====== Data shown ======
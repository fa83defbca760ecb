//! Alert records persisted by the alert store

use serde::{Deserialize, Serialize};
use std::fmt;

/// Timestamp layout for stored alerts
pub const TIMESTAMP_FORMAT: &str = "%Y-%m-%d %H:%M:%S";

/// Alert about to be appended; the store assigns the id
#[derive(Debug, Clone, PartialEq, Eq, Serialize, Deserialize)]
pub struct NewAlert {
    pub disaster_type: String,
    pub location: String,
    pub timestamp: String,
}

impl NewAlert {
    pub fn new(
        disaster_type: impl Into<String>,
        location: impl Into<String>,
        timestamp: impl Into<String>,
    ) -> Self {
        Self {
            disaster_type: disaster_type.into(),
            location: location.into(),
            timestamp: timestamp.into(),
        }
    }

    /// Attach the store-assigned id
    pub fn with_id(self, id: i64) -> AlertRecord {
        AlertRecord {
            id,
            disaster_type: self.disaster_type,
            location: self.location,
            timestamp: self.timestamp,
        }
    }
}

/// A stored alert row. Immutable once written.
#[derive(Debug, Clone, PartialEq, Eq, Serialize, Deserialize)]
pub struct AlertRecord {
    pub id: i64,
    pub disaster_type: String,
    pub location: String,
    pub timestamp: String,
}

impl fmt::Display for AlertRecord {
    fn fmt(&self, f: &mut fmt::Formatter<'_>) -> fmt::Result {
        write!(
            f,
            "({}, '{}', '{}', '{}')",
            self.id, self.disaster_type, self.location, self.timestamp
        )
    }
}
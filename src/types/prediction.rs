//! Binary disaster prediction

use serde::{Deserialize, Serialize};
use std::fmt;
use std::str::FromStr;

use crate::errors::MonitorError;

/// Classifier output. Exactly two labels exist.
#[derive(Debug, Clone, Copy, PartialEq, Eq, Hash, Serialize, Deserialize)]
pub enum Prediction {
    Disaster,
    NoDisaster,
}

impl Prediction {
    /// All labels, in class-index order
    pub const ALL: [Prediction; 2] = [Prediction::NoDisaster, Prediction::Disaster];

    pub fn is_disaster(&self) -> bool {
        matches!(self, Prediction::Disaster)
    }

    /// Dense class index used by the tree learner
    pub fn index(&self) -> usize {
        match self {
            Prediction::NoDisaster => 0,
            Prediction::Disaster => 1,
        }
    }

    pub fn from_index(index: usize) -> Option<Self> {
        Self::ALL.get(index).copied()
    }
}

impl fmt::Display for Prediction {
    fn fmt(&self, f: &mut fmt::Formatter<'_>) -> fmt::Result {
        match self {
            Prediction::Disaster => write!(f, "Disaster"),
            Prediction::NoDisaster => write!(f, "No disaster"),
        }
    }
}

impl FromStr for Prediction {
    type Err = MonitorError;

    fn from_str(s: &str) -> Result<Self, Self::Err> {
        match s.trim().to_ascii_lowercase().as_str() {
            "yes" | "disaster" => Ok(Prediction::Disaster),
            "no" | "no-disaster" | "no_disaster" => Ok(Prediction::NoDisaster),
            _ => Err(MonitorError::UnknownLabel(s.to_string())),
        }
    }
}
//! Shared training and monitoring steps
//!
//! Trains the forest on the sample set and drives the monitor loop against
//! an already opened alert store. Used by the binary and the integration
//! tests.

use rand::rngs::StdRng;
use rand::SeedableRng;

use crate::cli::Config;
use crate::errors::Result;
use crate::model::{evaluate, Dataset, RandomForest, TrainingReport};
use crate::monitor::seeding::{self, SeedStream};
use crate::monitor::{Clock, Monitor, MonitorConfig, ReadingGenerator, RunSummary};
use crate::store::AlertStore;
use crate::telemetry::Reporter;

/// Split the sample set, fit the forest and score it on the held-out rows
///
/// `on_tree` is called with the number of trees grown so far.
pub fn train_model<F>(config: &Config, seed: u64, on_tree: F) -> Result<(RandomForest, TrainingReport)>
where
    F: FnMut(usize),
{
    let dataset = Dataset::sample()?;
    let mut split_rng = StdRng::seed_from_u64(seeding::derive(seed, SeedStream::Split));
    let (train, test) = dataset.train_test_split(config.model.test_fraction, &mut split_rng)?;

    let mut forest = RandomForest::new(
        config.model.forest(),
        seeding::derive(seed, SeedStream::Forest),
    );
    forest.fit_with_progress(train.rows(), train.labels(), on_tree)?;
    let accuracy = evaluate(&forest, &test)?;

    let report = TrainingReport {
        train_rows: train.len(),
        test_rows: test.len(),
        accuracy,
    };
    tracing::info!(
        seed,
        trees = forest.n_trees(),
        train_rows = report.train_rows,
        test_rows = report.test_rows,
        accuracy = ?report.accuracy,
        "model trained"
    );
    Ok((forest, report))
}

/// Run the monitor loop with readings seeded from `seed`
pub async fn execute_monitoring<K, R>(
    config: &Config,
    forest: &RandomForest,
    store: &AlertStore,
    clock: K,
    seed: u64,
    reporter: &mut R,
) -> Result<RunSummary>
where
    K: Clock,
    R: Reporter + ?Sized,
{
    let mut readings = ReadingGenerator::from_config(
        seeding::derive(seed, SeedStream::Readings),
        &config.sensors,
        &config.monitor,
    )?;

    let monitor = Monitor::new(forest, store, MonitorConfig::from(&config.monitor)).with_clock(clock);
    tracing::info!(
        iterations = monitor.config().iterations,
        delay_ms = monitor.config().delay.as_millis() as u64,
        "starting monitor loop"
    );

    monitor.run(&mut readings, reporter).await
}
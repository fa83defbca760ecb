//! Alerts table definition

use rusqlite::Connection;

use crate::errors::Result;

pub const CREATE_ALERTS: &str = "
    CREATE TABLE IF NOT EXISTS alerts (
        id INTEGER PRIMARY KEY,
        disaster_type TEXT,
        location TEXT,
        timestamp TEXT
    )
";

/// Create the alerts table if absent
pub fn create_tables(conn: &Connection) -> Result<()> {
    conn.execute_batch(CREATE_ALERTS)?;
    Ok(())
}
======
> _Task directions_
A verbatim copy of every entry is required.

> _Answer to the problem_
repository fa83defbca760ecb
//! Alert records persisted by the alert store

use serde::{Deserialize, Serialize};
use std::fmt;

/// Timestamp layout for stored alerts
pub const TIMESTAMP_FORMAT: &str = "%Y-%m-%d %H:%M:%S";

/// Alert about to be appended; the store assigns the id
#[derive(Debug, Clone, PartialEq, Eq, Serialize, Deserialize)]
pub struct NewAlert {
    pub disaster_type: String,
    pub location: String,
    pub timestamp: String,
}

impl NewAlert {
    pub fn new(
        disaster_type: impl Into<String>,
        location: impl Into<String>,
        timestamp: impl Into<String>,
    ) -> Self {
        Self {
            disaster_type: disaster_type.into(),
            location: location.into(),
            timestamp: timestamp.into(),
        }
    }

    /// Attach the store-assigned id
    pub fn with_id(self, id: i64) -> AlertRecord {
        AlertRecord {
            id,
            disaster_type: self.disaster_type,
            location: self.location,
            timestamp: self.timestamp,
        }
    }
}

/// A stored alert row. Immutable once written.
#[derive(Debug, Clone, PartialEq, Eq, Serialize, Deserialize)]
pub struct AlertRecord {
    pub id: i64,
    pub disaster_type: String,
    pub location: String,
    pub timestamp: String,
}

impl fmt::Display for AlertRecord {
    fn fmt(&self, f: &mut fmt::Formatter<'_>) -> fmt::Result {
        write!(
            f,
            "({}, '{}', '{}', '{}')",
            self.id, self.disaster_type, self.location, self.timestamp
        )
    }
}
filename src/types/prediction.rs
//! Binary disaster prediction

use serde::{Deserialize, Serialize};
use std::fmt;
use std::str::FromStr;

use crate::errors::MonitorError;

/// Classifier output. Exactly two labels exist.
#[derive(Debug, Clone, Copy, PartialEq, Eq, Hash, Serialize, Deserialize)]
pub enum Prediction {
    Disaster,
    NoDisaster,
}

impl Prediction {
    /// All labels, in class-index order
    pub const ALL: [Prediction; 2] = [Prediction::NoDisaster, Prediction::Disaster];

    pub fn is_disaster(&self) -> bool {
        matches!(self, Prediction::Disaster)
    }

    /// Dense class index used by the tree learner
    pub fn index(&self) -> usize {
        match self {
            Prediction::NoDisaster => 0,
            Prediction::Disaster => 1,
        }
    }

    pub fn from_index(index: usize) -> Option<Self> {
        Self::ALL.get(index).copied()
    }
}

impl fmt::Display for Prediction {
    fn fmt(&self, f: &mut fmt::Formatter<'_>) -> fmt::Result {
        match self {
            Prediction::Disaster => write!(f, "Disaster"),
            Prediction::NoDisaster => write!(f, "No disaster"),
        }
    }
}

impl FromStr for Prediction {
    type Err = MonitorError;

    fn from_str(s: &str) -> Result<Self, Self::Err> {
        match s.trim().to_ascii_lowercase().as_str() {
            "yes" | "disaster" => Ok(Prediction::Disaster),
            "no" | "no-disaster" | "no_disaster" => Ok(Prediction::NoDisaster),
            _ => Err(MonitorError::UnknownLabel(s.to_string())),
        }
    }
}
//! Shared training and monitoring steps
//!
//! Trains the forest on the sample set and drives the monitor loop against
//! an already opened alert store. Used by the binary and the integration
//! tests.

use rand::rngs::StdRng;
use rand::SeedableRng;

use crate::cli::Config;
use crate::errors::Result;
use crate::model::{evaluate, Dataset, RandomForest, TrainingReport};
use crate::monitor::seeding::{self, SeedStream};
use crate::monitor::{Clock, Monitor, MonitorConfig, ReadingGenerator, RunSummary};
use crate::store::AlertStore;
use crate::telemetry::Reporter;

/// Split the sample set, fit the forest and score it on the held-out rows
///
/// `on_tree` is called with the number of trees grown so far.
pub fn train_model<F>(config: &Config, seed: u64, on_tree: F) -> Result<(RandomForest, TrainingReport)>
where
    F: FnMut(usize),
{
    let dataset = Dataset::sample()?;
    let mut split_rng = StdRng::seed_from_u64(seeding::derive(seed, SeedStream::Split));
    let (train, test) = dataset.train_test_split(config.model.test_fraction, &mut split_rng)?;

    let mut forest = RandomForest::new(
        config.model.forest(),
        seeding::derive(seed, SeedStream::Forest),
    );
    forest.fit_with_progress(train.rows(), train.labels(), on_tree)?;
    let accuracy = evaluate(&forest, &test)?;

    let report = TrainingReport {
        train_rows: train.len(),
        test_rows: test.len(),
        accuracy,
    };
    tracing::info!(
        seed,
        trees = forest.n_trees(),
        train_rows = report.train_rows,
        test_rows = report.test_rows,
        accuracy = ?report.accuracy,
        "model trained"
    );
    Ok((forest, report))
}

/// Run the monitor loop with readings seeded from `seed`
pub async fn execute_monitoring<K, R>(
    config: &Config,
    forest: &RandomForest,
    store: &AlertStore,
    clock: K,
    seed: u64,
    reporter: &mut R,
) -> Result<RunSummary>
where
    K: Clock,
    R: Reporter + ?Sized,
{
    let mut readings = ReadingGenerator::from_config(
        seeding::derive(seed, SeedStream::Readings),
        &config.sensors,
        &config.monitor,
    )?;

    let monitor = Monitor::new(forest, store, MonitorConfig::from(&config.monitor)).with_clock(clock);
    tracing::info!(
        iterations = monitor.config().iterations,
        delay_ms = monitor.config().delay.as_millis() as u64,
        "starting monitor loop"
    );

    monitor.run(&mut readings, reporter).await
}
repository fa83defbca760ecb
//! Alerts table definition

use rusqlite::Connection;

use crate::errors::Result;

pub const CREATE_ALERTS: &str = "
    CREATE TABLE IF NOT EXISTS alerts (
        id INTEGER PRIMARY KEY,
        disaster_type TEXT,
        location TEXT,
        timestamp TEXT
    )
";

/// Create the alerts table if absent
pub fn create_tables(conn: &Connection) -> Result<()> {
    conn.execute_batch(CREATE_ALERTS)?;
    Ok(())
}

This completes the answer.